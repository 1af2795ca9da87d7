use axum::{extract::FromRef, middleware, routing::get, Json, Router};
use serde::Serialize;
use sqlx::PgPool;
use std::sync::Arc;
use std::time::Duration;
use tower_http::cors::CorsLayer;
use utoipa::OpenApi;
use utoipa_swagger_ui::SwaggerUi;

mod adapters;
mod application;
mod auth;
mod models;
mod routes;

use adapters::{
    OpenAiCompatProvider, PgKnowledgeRepository, PgMessageStore, PgPersonaRepository,
    PgSettingsRepository,
};
use application::PersonaService;
use omoide::application::{ChatService, ConfigService, SessionRegistry, DEFAULT_SETTINGS_TTL};

/// Type alias for the persona service with concrete repository implementations
pub type AppPersonaService = PersonaService<PgPersonaRepository, PgKnowledgeRepository>;

/// Application state shared across all routes
#[derive(Clone)]
pub struct AppState {
    pub pool: PgPool,
    pub persona_service: Arc<AppPersonaService>,
    pub chat_service: Arc<ChatService>,
    pub messages: Arc<PgMessageStore>,
    pub sessions: Arc<SessionRegistry>,
    pub config: Arc<ConfigService>,
}

impl FromRef<AppState> for PgPool {
    fn from_ref(state: &AppState) -> PgPool {
        state.pool.clone()
    }
}

#[derive(Serialize)]
struct HealthCheck {
    status: String,
    message: String,
    version: String,
}

async fn health_check() -> Json<HealthCheck> {
    Json(HealthCheck {
        status: "ok".to_string(),
        message: "Omoide API is running - every conversation leaves a memory".to_string(),
        version: env!("CARGO_PKG_VERSION").to_string(),
    })
}

#[shuttle_runtime::main]
async fn main(
    #[shuttle_shared_db::Postgres] pool: PgPool,
    #[shuttle_runtime::Secrets] secrets: shuttle_runtime::SecretStore,
) -> shuttle_axum::ShuttleAxum {
    tracing::info!("🌸 Omoide API initializing...");

    // Initialize API key from secrets
    if let Some(api_key) = secrets.get("OMOIDE_API_KEY") {
        auth::init_api_key(api_key);
        tracing::info!("🔐 API key authentication enabled");
    } else {
        tracing::warn!("⚠️  No OMOIDE_API_KEY set - authentication disabled");
    }

    // Run migrations
    sqlx::migrate!()
        .run(&pool)
        .await
        .expect("Failed to run database migrations");

    tracing::info!("✅ Database migrations completed");

    // Text generation
    let llm_api_key = secrets.get("LLM_API_KEY").unwrap_or_else(|| {
        tracing::warn!("⚠️  No LLM_API_KEY set - replies will fall back to the apology message");
        String::new()
    });
    let llm = Arc::new(OpenAiCompatProvider::new(
        llm_api_key,
        secrets.get("LLM_BASE_URL"),
    ));
    tracing::info!("🤖 Completion provider initialized");

    // Global settings cache
    let ttl = secrets
        .get("SETTINGS_TTL_SECS")
        .and_then(|s| s.parse().ok())
        .map(Duration::from_secs)
        .unwrap_or(DEFAULT_SETTINGS_TTL);
    let config = Arc::new(ConfigService::with_ttl(
        Arc::new(PgSettingsRepository::new(pool.clone())),
        ttl,
    ));
    tracing::info!("⚙️  Settings cache TTL: {}s", ttl.as_secs());

    // Initialize application services
    let persona_repo = Arc::new(PgPersonaRepository::new(pool.clone()));
    let knowledge_repo = Arc::new(PgKnowledgeRepository::new(pool.clone()));
    let messages = Arc::new(PgMessageStore::new(pool.clone()));
    let sessions = Arc::new(SessionRegistry::new());

    let persona_service = Arc::new(PersonaService::new(
        persona_repo.clone(),
        knowledge_repo.clone(),
        config.clone(),
    ));
    let chat_service = Arc::new(ChatService::new(
        messages.clone(),
        persona_repo,
        knowledge_repo,
        llm,
        config.clone(),
        sessions.clone(),
    ));

    // Create application state
    let state = AppState {
        pool,
        persona_service,
        chat_service,
        messages,
        sessions,
        config,
    };

    // Protected routes (require authentication)
    let protected_routes = Router::new()
        .merge(routes::personas::router())
        .merge(routes::chat::router())
        .merge(routes::config::router())
        .layer(middleware::from_fn(auth::auth_middleware));

    // OpenAPI documentation
    let openapi = routes::swagger::ApiDoc::openapi();

    // Build router with shared state
    let router = Router::new()
        .merge(SwaggerUi::new("/swagger-ui").url("/api-docs/openapi.json", openapi))
        .route("/health", get(health_check))
        .merge(protected_routes)
        .layer(CorsLayer::permissive())
        .with_state(state);

    tracing::info!("📚 Swagger UI: /swagger-ui");
    tracing::info!("✅ Omoide API ready - personas remember");

    Ok(router.into())
}
//! Persona Repository Port
//!
//! Abstract interface for Persona persistence operations.

use async_trait::async_trait;
use uuid::Uuid;

use crate::domain::{errors::DomainError, Persona};

/// Repository interface for Persona entities
#[async_trait]
pub trait PersonaRepository: Send + Sync {
    /// Find a Persona by ID
    async fn find_by_id(&self, id: Uuid) -> Result<Option<Persona>, DomainError>;

    /// Find all Personas owned by a user
    async fn find_by_user(&self, user_id: &str) -> Result<Vec<Persona>, DomainError>;

    /// Save a Persona (insert or update)
    async fn save(&self, persona: &Persona) -> Result<Persona, DomainError>;

    /// Delete a Persona by ID
    async fn delete(&self, id: Uuid) -> Result<bool, DomainError>;
}
//! Repository Ports
//!
//! Abstract interfaces for data persistence operations.

mod knowledge_repository;
mod message_repository;
mod persona_repository;
mod settings_repository;

pub use knowledge_repository::*;
pub use message_repository::*;
pub use persona_repository::*;
pub use settings_repository::*;
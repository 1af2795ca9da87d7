//! Adapters
//!
//! In-process implementations of the repository ports. Used by tests and
//! by embedders that do not need durable storage.

pub mod memory;

pub use memory::{
    InMemoryKnowledgeRepository, InMemoryMessageStore, InMemoryPersonaRepository,
    InMemorySettingsRepository,
};
//! Message Entity
//!
//! An immutable conversation turn, ordered by its store-assigned timestamp.

use chrono::{DateTime, Utc};
use serde::{Deserialize, Serialize};
use std::fmt;
use uuid::Uuid;

use crate::domain::value_objects::Sender;

/// Identifies one conversation log: a user talking to one persona
#[derive(Debug, Clone, PartialEq, Eq, Hash, Serialize, Deserialize)]
pub struct ConversationKey {
    pub user_id: String,
    pub persona_id: Uuid,
}

impl ConversationKey {
    pub fn new(user_id: impl Into<String>, persona_id: Uuid) -> Self {
        Self {
            user_id: user_id.into(),
            persona_id,
        }
    }
}

impl fmt::Display for ConversationKey {
    fn fmt(&self, f: &mut fmt::Formatter<'_>) -> fmt::Result {
        write!(f, "{}/{}", self.user_id, self.persona_id)
    }
}

/// A persisted conversation turn
#[derive(Debug, Clone, PartialEq, Eq, Serialize, Deserialize)]
pub struct Message {
    pub id: Uuid,
    pub sender: Sender,
    pub text: String,
    pub created_at: DateTime<Utc>,
}

impl Message {
    /// Create a message with a store-assigned timestamp
    pub fn new(sender: Sender, text: impl Into<String>, created_at: DateTime<Utc>) -> Self {
        Self {
            id: Uuid::new_v4(),
            sender,
            text: text.into(),
            created_at,
        }
    }
}

/// Pagination cursor: the timestamp of the oldest message already shown
#[derive(Debug, Clone, Copy, PartialEq, Eq, PartialOrd, Ord, Serialize, Deserialize)]
#[serde(transparent)]
pub struct MessageCursor(pub DateTime<Utc>);

impl MessageCursor {
    /// Cursor pointing just before the oldest message of a page
    pub fn before(messages: &[Message]) -> Option<Self> {
        messages.first().map(|m| Self(m.created_at))
    }
}

/// One page of backward pagination
#[derive(Debug, Clone, Default, Serialize, Deserialize)]
pub struct MessagePage {
    /// Messages in ascending time order
    pub messages: Vec<Message>,
    /// Cursor for the next (older) page, `None` when nothing older was returned
    pub cursor: Option<MessageCursor>,
}

impl MessagePage {
    pub fn new(messages: Vec<Message>) -> Self {
        let cursor = MessageCursor::before(&messages);
        Self { messages, cursor }
    }
}
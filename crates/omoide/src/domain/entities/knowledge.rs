//! Knowledge - Durable facts distilled from conversation
//!
//! Two kinds of facts survive a conversation:
//! - relation entries about named people/entities (user-side and persona-side)
//! - self-narrative: short first-person statements the persona made about itself

use serde::{Deserialize, Deserializer, Serialize};

/// Maximum number of self-narrative facts kept per persona
pub const SELF_NARRATIVE_CAP: usize = 10;

/// Common shape of both relation lists, used by the merger
pub trait RelationFact {
    /// Uniqueness key within its list
    fn key(&self) -> (&str, &str);
    fn desc(&self) -> Option<&str>;
    fn set_desc(&mut self, desc: String);
    fn episodes(&self) -> &[String];
    fn episodes_mut(&mut self) -> &mut Vec<String>;

    /// Legacy "no facts yet" rows were stored as entries with a blank name
    fn is_placeholder(&self) -> bool {
        self.key().0.trim().is_empty()
    }
}

/// Someone in the user's life, as learned from the conversation
#[derive(Debug, Clone, PartialEq, Eq, Serialize, Deserialize)]
pub struct UserRelation {
    pub name: String,
    #[serde(rename = "type")]
    pub relation_type: String,
    #[serde(default, skip_serializing_if = "Option::is_none")]
    pub desc: Option<String>,
    #[serde(default)]
    pub episodes: Vec<String>,
}

impl UserRelation {
    pub fn new(name: impl Into<String>, relation_type: impl Into<String>) -> Self {
        Self {
            name: name.into(),
            relation_type: relation_type.into(),
            desc: None,
            episodes: Vec::new(),
        }
    }

    pub fn with_episodes<I, S>(mut self, episodes: I) -> Self
    where
        I: IntoIterator<Item = S>,
        S: Into<String>,
    {
        self.episodes = episodes.into_iter().map(Into::into).collect();
        self
    }

    pub fn with_desc(mut self, desc: impl Into<String>) -> Self {
        self.desc = Some(desc.into());
        self
    }
}

impl RelationFact for UserRelation {
    fn key(&self) -> (&str, &str) {
        (&self.name, &self.relation_type)
    }
    fn desc(&self) -> Option<&str> {
        self.desc.as_deref()
    }
    fn set_desc(&mut self, desc: String) {
        self.desc = Some(desc);
    }
    fn episodes(&self) -> &[String] {
        &self.episodes
    }
    fn episodes_mut(&mut self) -> &mut Vec<String> {
        &mut self.episodes
    }
}

/// Someone in the persona's own (fictional) life
#[derive(Debug, Clone, PartialEq, Eq, Serialize, Deserialize)]
pub struct PersonaRelation {
    pub name: String,
    pub relation: String,
    #[serde(default, skip_serializing_if = "Option::is_none")]
    pub desc: Option<String>,
    #[serde(default)]
    pub episodes: Vec<String>,
}

impl PersonaRelation {
    pub fn new(name: impl Into<String>, relation: impl Into<String>) -> Self {
        Self {
            name: name.into(),
            relation: relation.into(),
            desc: None,
            episodes: Vec::new(),
        }
    }

    pub fn with_episodes<I, S>(mut self, episodes: I) -> Self
    where
        I: IntoIterator<Item = S>,
        S: Into<String>,
    {
        self.episodes = episodes.into_iter().map(Into::into).collect();
        self
    }
}

impl RelationFact for PersonaRelation {
    fn key(&self) -> (&str, &str) {
        (&self.name, &self.relation)
    }
    fn desc(&self) -> Option<&str> {
        self.desc.as_deref()
    }
    fn set_desc(&mut self, desc: String) {
        self.desc = Some(desc);
    }
    fn episodes(&self) -> &[String] {
        &self.episodes
    }
    fn episodes_mut(&mut self) -> &mut Vec<String> {
        &mut self.episodes
    }
}

/// Identity facts the persona has settled on during conversation
#[derive(Debug, Clone, Default, PartialEq, Eq, Serialize, Deserialize)]
pub struct PersonaIdentity {
    #[serde(default, deserialize_with = "lenient_string")]
    pub name: Option<String>,
    #[serde(default, deserialize_with = "lenient_string")]
    pub age: Option<String>,
    #[serde(default, deserialize_with = "lenient_string")]
    pub job: Option<String>,
    #[serde(default)]
    pub notes: Vec<String>,
}

impl PersonaIdentity {
    pub fn is_empty(&self) -> bool {
        [&self.name, &self.age, &self.job]
            .iter()
            .all(|f| f.as_deref().map_or(true, |s| s.trim().is_empty()))
            && self.notes.iter().all(|n| n.trim().is_empty())
    }
}

/// Everything the persona remembers, per conversation
#[derive(Debug, Clone, Default, PartialEq, Eq, Serialize, Deserialize)]
#[serde(rename_all = "camelCase")]
pub struct KnowledgeState {
    #[serde(default)]
    pub user_relations: Vec<UserRelation>,
    #[serde(default)]
    pub persona_relations: Vec<PersonaRelation>,
    #[serde(default)]
    pub self_narrative: Vec<String>,
    #[serde(default, skip_serializing_if = "Option::is_none")]
    pub identity: Option<PersonaIdentity>,
}

impl KnowledgeState {
    pub fn has_relations(&self) -> bool {
        self.user_relations.iter().any(|r| !r.is_placeholder())
            || self.persona_relations.iter().any(|r| !r.is_placeholder())
    }
}

/// Structured result of one relations extraction call
#[derive(Debug, Clone, Default, PartialEq, Eq, Serialize, Deserialize)]
#[serde(rename_all = "camelCase")]
pub struct RelationExtraction {
    #[serde(default)]
    pub user_relations: Vec<UserRelation>,
    #[serde(default)]
    pub persona_relations: Vec<PersonaRelation>,
    #[serde(default, alias = "personaIdentity")]
    pub identity: Option<PersonaIdentity>,
}

impl RelationExtraction {
    pub fn is_empty(&self) -> bool {
        self.user_relations.is_empty()
            && self.persona_relations.is_empty()
            && self.identity.as_ref().map_or(true, PersonaIdentity::is_empty)
    }
}

/// Persisted cadence counter of the relations track
#[derive(Debug, Clone, Copy, Default, PartialEq, Eq, Serialize, Deserialize)]
pub struct RelationCounter {
    pub count: u32,
}

/// Accept `"27"`, `27` or `null` for free-text identity fields
fn lenient_string<'de, D>(deserializer: D) -> Result<Option<String>, D::Error>
where
    D: Deserializer<'de>,
{
    let value = Option::<serde_json::Value>::deserialize(deserializer)?;
    Ok(match value {
        Some(serde_json::Value::String(s)) => Some(s),
        Some(serde_json::Value::Number(n)) => Some(n.to_string()),
        Some(serde_json::Value::Bool(b)) => Some(b.to_string()),
        _ => None,
    })
}
//! Service Ports
//!
//! Abstract interfaces for external services.

mod llm_provider;

pub use llm_provider::*;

────────────────────────────────────────

YOUR INSTRUCTIONS – All lines carrying the word "RelationFact" must be copied from the data above.

EXERCISE OUTPUT –
pub trait RelationFact {
impl RelationFact for UserRelation {
impl RelationFact for PersonaRelation {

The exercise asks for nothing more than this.